Her excitement had turned into a thrilling dread by the time Millicent spotted the bus, at 15.3 kilometres on the odometer. She turned off the highway and into the pull-out, then killed the ignition. Nobody, she realized, had any idea where she was. Not Sophie, not anyone at the Nugget and not her mother. Hands still clutching the wheel, she waited for Pascal to emerge from the bus. Surely, he must have heard her engine. He must be waiting for her. Millicent checked her reflection in the rear-view mirror. Then, in what felt like slow motion, she took her seatbelt off and reached for the wine bottle.
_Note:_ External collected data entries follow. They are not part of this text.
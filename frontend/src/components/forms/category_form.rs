use shared::validation::CategoryForm;
use shared::CategoryDraft;
use yew::prelude::*;

use super::{bind, submit, FormActions, FormError};

#[derive(Properties, PartialEq)]
pub struct CategoryEditorProps {
    pub initial: CategoryForm,
    pub editing: bool,
    pub saving: bool,
    pub on_save: Callback<CategoryDraft>,
    pub on_cancel: Callback<()>,
}

#[function_component(CategoryEditor)]
pub fn category_editor(props: &CategoryEditorProps) -> Html {
    let form = {
        let initial = props.initial.clone();
        use_state(move || initial)
    };
    let error = use_state(|| None::<String>);

    let onsubmit = {
        let form = form.clone();
        submit(move || form.validate(), &error, &props.on_save)
    };

    html! {
        <section class="form-card">
            <h2>{if props.editing { "Edit Category" } else { "Add New Category" }}</h2>
            <FormError error={(*error).clone()} />
            <form {onsubmit}>
                <div class="form-group">
                    <label for="category-name">{"Name"}</label>
                    <input
                        type="text"
                        id="category-name"
                        value={form.name.clone()}
                        onchange={bind(&form, |f, v| f.name = v)}
                        disabled={props.saving}
                    />
                </div>
                <div class="form-group">
                    <label for="category-description">{"Description"}</label>
                    <textarea
                        id="category-description"
                        rows="3"
                        value={form.description.clone()}
                        onchange={bind(&form, |f, v| f.description = v)}
                        disabled={props.saving}
                    />
                </div>
                <FormActions
                    submit_label={if props.editing { "Update Category" } else { "Create Category" }}
                    saving={props.saving}
                    on_cancel={props.on_cancel.clone()}
                />
            </form>
        </section>
    }
}
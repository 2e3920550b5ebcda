//! Routes the `log` facade to the browser console.

use log::{Level, LevelFilter, Log, Metadata, Record};

struct ConsoleLogger;

static LOGGER: ConsoleLogger = ConsoleLogger;

impl Log for ConsoleLogger {
    fn enabled(&self, metadata: &Metadata) -> bool {
        metadata.level() <= log::max_level()
    }

    fn log(&self, record: &Record) {
        if !self.enabled(record.metadata()) {
            return;
        }
        let line = format!("[{}] {}", record.target(), record.args());
        match record.level() {
            Level::Error => gloo::console::error!(line),
            Level::Warn => gloo::console::warn!(line),
            Level::Info => gloo::console::info!(line),
            Level::Debug | Level::Trace => gloo::console::debug!(line),
        }
    }

    fn flush(&self) {}
}

/// Install the console logger. Safe to call more than once.
pub fn init(level: LevelFilter) {
    if log::set_logger(&LOGGER).is_ok() {
        log::set_max_level(level);
    }
}

#[cfg(test)]
mod tests {
    use super::*;
    use wasm_bindgen_test::*;

    wasm_bindgen_test_configure!(run_in_browser);

    #[wasm_bindgen_test]
    fn test_init_twice_keeps_first_level() {
        init(LevelFilter::Warn);
        init(LevelFilter::Trace);
        assert_eq!(log::max_level(), LevelFilter::Warn);
        log::warn!("logger installed");
    }
}
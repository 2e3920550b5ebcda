use shared::EnvelopeError;
use thiserror::Error;

use crate::transport::TransportError;

#[derive(Debug, Clone, PartialEq, Error)]
pub enum ApiError {
    #[error("network error: {0}")]
    Network(String),
    #[error("request timed out")]
    Timeout,
    #[error("malformed response: {0}")]
    Malformed(String),
    #[error("request failed with status {status}: {message}")]
    Client { status: u16, message: String },
    #[error("server error {status}: {message}")]
    Server { status: u16, message: String },
    /// The backend answered 2xx but with `success: false`
    #[error("{0}")]
    Rejected(String),
    #[error("could not encode request: {0}")]
    Encode(String),
}

impl ApiError {
    /// Map a non-2xx status to an error, surfacing the backend's own message
    /// for client errors
    pub fn from_status(status: u16, body: &str) -> Self {
        let message = shared::Envelope::error_text(body);
        if (400..500).contains(&status) {
            ApiError::Client {
                status,
                message: message.unwrap_or_else(|| format!("Request failed ({})", status)),
            }
        } else {
            ApiError::Server {
                status,
                message: message.unwrap_or_else(|| "Internal server error".to_string()),
            }
        }
    }

    /// Text suitable for an alert
    pub fn user_message(&self) -> String {
        match self {
            ApiError::Network(_) => {
                "Cannot reach the server. Check that the backend is running.".to_string()
            }
            ApiError::Timeout => "The server took too long to respond. Please try again.".to_string(),
            ApiError::Malformed(_) => "The server sent an unexpected response.".to_string(),
            ApiError::Client { message, .. } => message.clone(),
            ApiError::Server { .. } => "The server encountered an error. Please try again later.".to_string(),
            ApiError::Rejected(message) => message.clone(),
            ApiError::Encode(_) => "Could not send the request.".to_string(),
        }
    }

    pub fn is_not_found(&self) -> bool {
        matches!(self, ApiError::Client { status: 404, .. })
    }
}

impl From<TransportError> for ApiError {
    fn from(err: TransportError) -> Self {
        match err {
            TransportError::Timeout => ApiError::Timeout,
            TransportError::Network(msg) => ApiError::Network(msg),
        }
    }
}

impl From<EnvelopeError> for ApiError {
    fn from(err: EnvelopeError) -> Self {
        match err {
            EnvelopeError::Malformed(msg) => ApiError::Malformed(msg),
            EnvelopeError::Rejected(msg) => ApiError::Rejected(msg),
        }
    }
}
She slammed her door and walked around to the front of the bus, noticing that the graffiti had been painted over in a slightly lighter yellow tone. The smell of wild sage, spruce needles and diesel filled the air. The curtains on all the windows were closed. She knocked on the door. A semi-truck passed on the highway and then there was nothing, a silence so intense it rang, like a mosquito lodged in her ear canal.
An outhouse with green, peeling paint perched on the edge of the pullout with a sign nailed to the door that said Closed for the Season. Millicent circled to the back of the outhouse. From here she could see the Yukon River, glittering like a snake basking in the sun. Maybe he was down by the water, somewhere she couldn’t see. She thought about calling out his name, but she couldn’t muster any sound.
Millicent turned around and walked stiffly back to her car. He hadn’t read her email. He hadn’t thought she would actually take him up on dinner. Why had she? How embarrassing to be clutching a twenty-four dollar bottle of wine like this was a formal date. He wasn’t even here! Millicent wanted nothing more than to be back on the highway, driving home. Sophie would drink the wine with her. She would tell her the whole story. Millicent didn’t bother with her seatbelt, just started the car, the tires spitting gravel towards the highway as she remembered Sophie’s words. You can’t just trust everyone. She didn’t know Pascal, not at all.
She sensed his presence before she saw him, a clamping in her gut. His body grew larger in the rear-view mirror. Pascal was jogging after her. He was shirtless, with a towel draped over his shoulder and something in his hand. As he drew closer, she saw that it was a beer. Millicent did not think. Her body behaved on impulse. She left the engine running and the car in neutral and lifted her hand to her eyebrows to block the sinking evening sun.
“Where are you going?” he laughed, coming to a stop by her door.
She had forgotten his face: the grooves in his forehead, the grey in his beard, his teasing eyes. “I don’t know,” she muttered. Millicent tried not to stare at his bare stomach, at the thin line of hair that ran from his belly button to the top of his shorts.
“Weirdo,” he said. Pascal took a swig from the bottle and, mouth full, held it out to Millicent. She got out of the car once more, closed the door and grabbed the bottle. She took a sip, allowing the beer to slide down her throat. The cool liquid calmed her. She handed the bottle back to Pascal.
“Thank you.”
He stared at her as if he knew something about her that she didn’t. Like why she was here.